- [WORK ORDER] Where "Unmounted" occurs in a line of the entries below, copy that line.

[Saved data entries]
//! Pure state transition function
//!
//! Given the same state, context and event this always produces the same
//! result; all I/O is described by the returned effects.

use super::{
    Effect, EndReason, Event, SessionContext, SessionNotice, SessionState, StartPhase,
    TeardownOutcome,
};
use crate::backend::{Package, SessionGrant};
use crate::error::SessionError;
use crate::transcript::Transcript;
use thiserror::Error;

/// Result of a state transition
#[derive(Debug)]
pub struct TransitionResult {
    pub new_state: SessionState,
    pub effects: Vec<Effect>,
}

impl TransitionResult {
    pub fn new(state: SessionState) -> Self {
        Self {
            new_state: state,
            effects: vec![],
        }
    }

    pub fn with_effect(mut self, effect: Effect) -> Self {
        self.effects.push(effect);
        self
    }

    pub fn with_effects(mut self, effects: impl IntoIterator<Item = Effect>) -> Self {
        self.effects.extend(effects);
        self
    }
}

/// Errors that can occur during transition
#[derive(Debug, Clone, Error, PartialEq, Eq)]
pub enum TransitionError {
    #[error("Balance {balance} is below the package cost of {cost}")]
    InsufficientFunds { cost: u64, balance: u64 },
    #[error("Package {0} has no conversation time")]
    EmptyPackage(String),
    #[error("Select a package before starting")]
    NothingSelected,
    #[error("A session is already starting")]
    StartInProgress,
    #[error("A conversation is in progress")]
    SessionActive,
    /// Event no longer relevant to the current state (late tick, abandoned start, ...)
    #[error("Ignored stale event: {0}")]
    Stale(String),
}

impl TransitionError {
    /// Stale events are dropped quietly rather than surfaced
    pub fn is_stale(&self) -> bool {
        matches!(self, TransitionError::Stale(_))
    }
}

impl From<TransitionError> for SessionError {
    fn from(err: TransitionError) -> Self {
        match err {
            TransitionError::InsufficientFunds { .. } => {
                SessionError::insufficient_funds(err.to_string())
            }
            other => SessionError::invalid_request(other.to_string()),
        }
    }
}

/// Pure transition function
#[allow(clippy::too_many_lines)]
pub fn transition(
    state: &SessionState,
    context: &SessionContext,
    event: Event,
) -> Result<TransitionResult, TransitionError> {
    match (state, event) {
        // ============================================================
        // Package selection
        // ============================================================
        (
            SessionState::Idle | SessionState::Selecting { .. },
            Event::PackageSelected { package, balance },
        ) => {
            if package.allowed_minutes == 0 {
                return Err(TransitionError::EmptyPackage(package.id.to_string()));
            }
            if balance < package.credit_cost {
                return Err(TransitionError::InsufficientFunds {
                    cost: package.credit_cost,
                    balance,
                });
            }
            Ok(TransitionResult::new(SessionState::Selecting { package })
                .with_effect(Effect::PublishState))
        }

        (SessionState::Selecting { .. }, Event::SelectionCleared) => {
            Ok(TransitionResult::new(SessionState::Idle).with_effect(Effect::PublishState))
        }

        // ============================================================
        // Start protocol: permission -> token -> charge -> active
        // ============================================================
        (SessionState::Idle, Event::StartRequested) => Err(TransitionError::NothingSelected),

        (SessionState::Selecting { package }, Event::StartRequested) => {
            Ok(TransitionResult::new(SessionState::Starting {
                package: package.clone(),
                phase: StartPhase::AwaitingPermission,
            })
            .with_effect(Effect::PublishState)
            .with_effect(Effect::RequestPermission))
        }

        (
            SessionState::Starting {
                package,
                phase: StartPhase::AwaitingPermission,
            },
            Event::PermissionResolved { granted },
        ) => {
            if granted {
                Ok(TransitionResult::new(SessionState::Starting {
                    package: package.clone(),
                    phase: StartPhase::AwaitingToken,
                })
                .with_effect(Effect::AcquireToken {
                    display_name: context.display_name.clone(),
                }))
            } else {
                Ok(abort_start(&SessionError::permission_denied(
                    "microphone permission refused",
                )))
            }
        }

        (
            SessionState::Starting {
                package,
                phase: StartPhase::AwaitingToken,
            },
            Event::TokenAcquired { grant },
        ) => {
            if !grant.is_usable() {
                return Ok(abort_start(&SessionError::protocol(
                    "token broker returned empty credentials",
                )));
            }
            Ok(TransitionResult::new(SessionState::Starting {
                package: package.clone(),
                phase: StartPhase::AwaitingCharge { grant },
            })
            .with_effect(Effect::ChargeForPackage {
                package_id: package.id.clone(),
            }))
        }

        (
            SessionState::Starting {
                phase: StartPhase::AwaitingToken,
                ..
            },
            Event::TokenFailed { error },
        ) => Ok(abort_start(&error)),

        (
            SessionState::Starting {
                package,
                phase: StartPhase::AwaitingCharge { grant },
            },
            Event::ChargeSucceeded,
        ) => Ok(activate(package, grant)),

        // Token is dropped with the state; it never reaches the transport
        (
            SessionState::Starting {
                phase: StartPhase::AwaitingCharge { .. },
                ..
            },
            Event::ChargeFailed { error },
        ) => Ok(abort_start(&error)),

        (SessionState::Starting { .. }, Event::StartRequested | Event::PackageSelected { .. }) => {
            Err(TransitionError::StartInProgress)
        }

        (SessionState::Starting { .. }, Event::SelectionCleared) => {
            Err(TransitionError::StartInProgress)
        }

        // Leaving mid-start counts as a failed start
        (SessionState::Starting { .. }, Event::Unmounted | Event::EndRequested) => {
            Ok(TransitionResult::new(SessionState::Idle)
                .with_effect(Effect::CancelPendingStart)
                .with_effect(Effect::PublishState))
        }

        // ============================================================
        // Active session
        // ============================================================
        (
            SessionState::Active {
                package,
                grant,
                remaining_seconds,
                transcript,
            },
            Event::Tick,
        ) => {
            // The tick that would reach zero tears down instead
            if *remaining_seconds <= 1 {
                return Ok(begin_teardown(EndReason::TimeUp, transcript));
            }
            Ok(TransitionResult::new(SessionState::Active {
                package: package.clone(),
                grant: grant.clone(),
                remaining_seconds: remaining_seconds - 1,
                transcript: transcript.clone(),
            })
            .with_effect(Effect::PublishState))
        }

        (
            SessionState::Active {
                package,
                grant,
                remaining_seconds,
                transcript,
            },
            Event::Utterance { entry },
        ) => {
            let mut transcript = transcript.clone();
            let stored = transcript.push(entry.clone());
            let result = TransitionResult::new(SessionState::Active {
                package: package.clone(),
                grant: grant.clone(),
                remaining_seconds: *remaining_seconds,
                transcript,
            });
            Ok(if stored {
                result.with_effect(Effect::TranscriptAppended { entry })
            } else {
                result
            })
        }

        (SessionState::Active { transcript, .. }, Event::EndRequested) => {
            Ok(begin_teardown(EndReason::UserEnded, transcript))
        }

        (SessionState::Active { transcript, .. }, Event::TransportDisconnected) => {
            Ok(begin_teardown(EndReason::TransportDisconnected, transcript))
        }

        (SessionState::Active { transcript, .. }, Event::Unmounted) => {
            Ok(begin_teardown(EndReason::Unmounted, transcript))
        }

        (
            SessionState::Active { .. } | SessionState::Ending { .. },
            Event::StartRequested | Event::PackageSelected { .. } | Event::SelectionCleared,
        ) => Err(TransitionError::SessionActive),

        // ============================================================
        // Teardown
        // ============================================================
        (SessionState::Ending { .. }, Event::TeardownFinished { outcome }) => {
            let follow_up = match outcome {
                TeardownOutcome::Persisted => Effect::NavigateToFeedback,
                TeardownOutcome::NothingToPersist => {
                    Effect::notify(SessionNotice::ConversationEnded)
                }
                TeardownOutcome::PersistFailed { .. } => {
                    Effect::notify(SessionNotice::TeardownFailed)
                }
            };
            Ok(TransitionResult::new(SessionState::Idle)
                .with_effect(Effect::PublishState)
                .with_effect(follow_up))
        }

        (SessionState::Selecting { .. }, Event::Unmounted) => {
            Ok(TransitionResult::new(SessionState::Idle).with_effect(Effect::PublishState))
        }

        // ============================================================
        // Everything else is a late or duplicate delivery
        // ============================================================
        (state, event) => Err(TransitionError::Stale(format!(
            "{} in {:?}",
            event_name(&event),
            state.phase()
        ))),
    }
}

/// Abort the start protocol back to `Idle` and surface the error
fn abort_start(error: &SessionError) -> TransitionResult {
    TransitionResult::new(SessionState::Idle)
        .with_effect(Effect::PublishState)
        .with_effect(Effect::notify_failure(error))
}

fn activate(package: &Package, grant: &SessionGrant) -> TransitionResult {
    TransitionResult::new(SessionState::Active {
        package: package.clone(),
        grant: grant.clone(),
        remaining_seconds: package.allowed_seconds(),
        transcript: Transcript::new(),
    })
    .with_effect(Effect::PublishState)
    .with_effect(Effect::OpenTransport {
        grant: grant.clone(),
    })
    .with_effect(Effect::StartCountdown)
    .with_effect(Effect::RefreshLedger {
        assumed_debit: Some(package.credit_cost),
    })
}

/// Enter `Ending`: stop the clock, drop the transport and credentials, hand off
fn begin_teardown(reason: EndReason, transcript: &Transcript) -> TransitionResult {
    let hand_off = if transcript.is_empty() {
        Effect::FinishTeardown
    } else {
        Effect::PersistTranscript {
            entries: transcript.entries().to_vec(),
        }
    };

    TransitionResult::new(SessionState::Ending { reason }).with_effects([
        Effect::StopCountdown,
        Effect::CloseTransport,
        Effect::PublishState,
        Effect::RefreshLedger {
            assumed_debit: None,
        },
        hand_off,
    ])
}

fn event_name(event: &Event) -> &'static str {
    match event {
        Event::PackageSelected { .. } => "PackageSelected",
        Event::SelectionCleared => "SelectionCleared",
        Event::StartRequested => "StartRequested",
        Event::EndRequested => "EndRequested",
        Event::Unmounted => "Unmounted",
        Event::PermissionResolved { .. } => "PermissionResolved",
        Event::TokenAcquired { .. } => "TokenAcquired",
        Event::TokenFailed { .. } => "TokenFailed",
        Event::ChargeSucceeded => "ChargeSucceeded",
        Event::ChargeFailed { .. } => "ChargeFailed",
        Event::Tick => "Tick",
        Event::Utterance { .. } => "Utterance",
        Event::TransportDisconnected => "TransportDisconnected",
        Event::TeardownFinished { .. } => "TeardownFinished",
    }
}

- [TASK RESULT]
        (SessionState::Starting { .. }, Event::Unmounted | Event::EndRequested) => {
        (SessionState::Active { transcript, .. }, Event::Unmounted) => {
            Ok(begin_teardown(EndReason::Unmounted, transcript))
        (SessionState::Selecting { .. }, Event::Unmounted) => {
        Event::Unmounted => "Unmounted",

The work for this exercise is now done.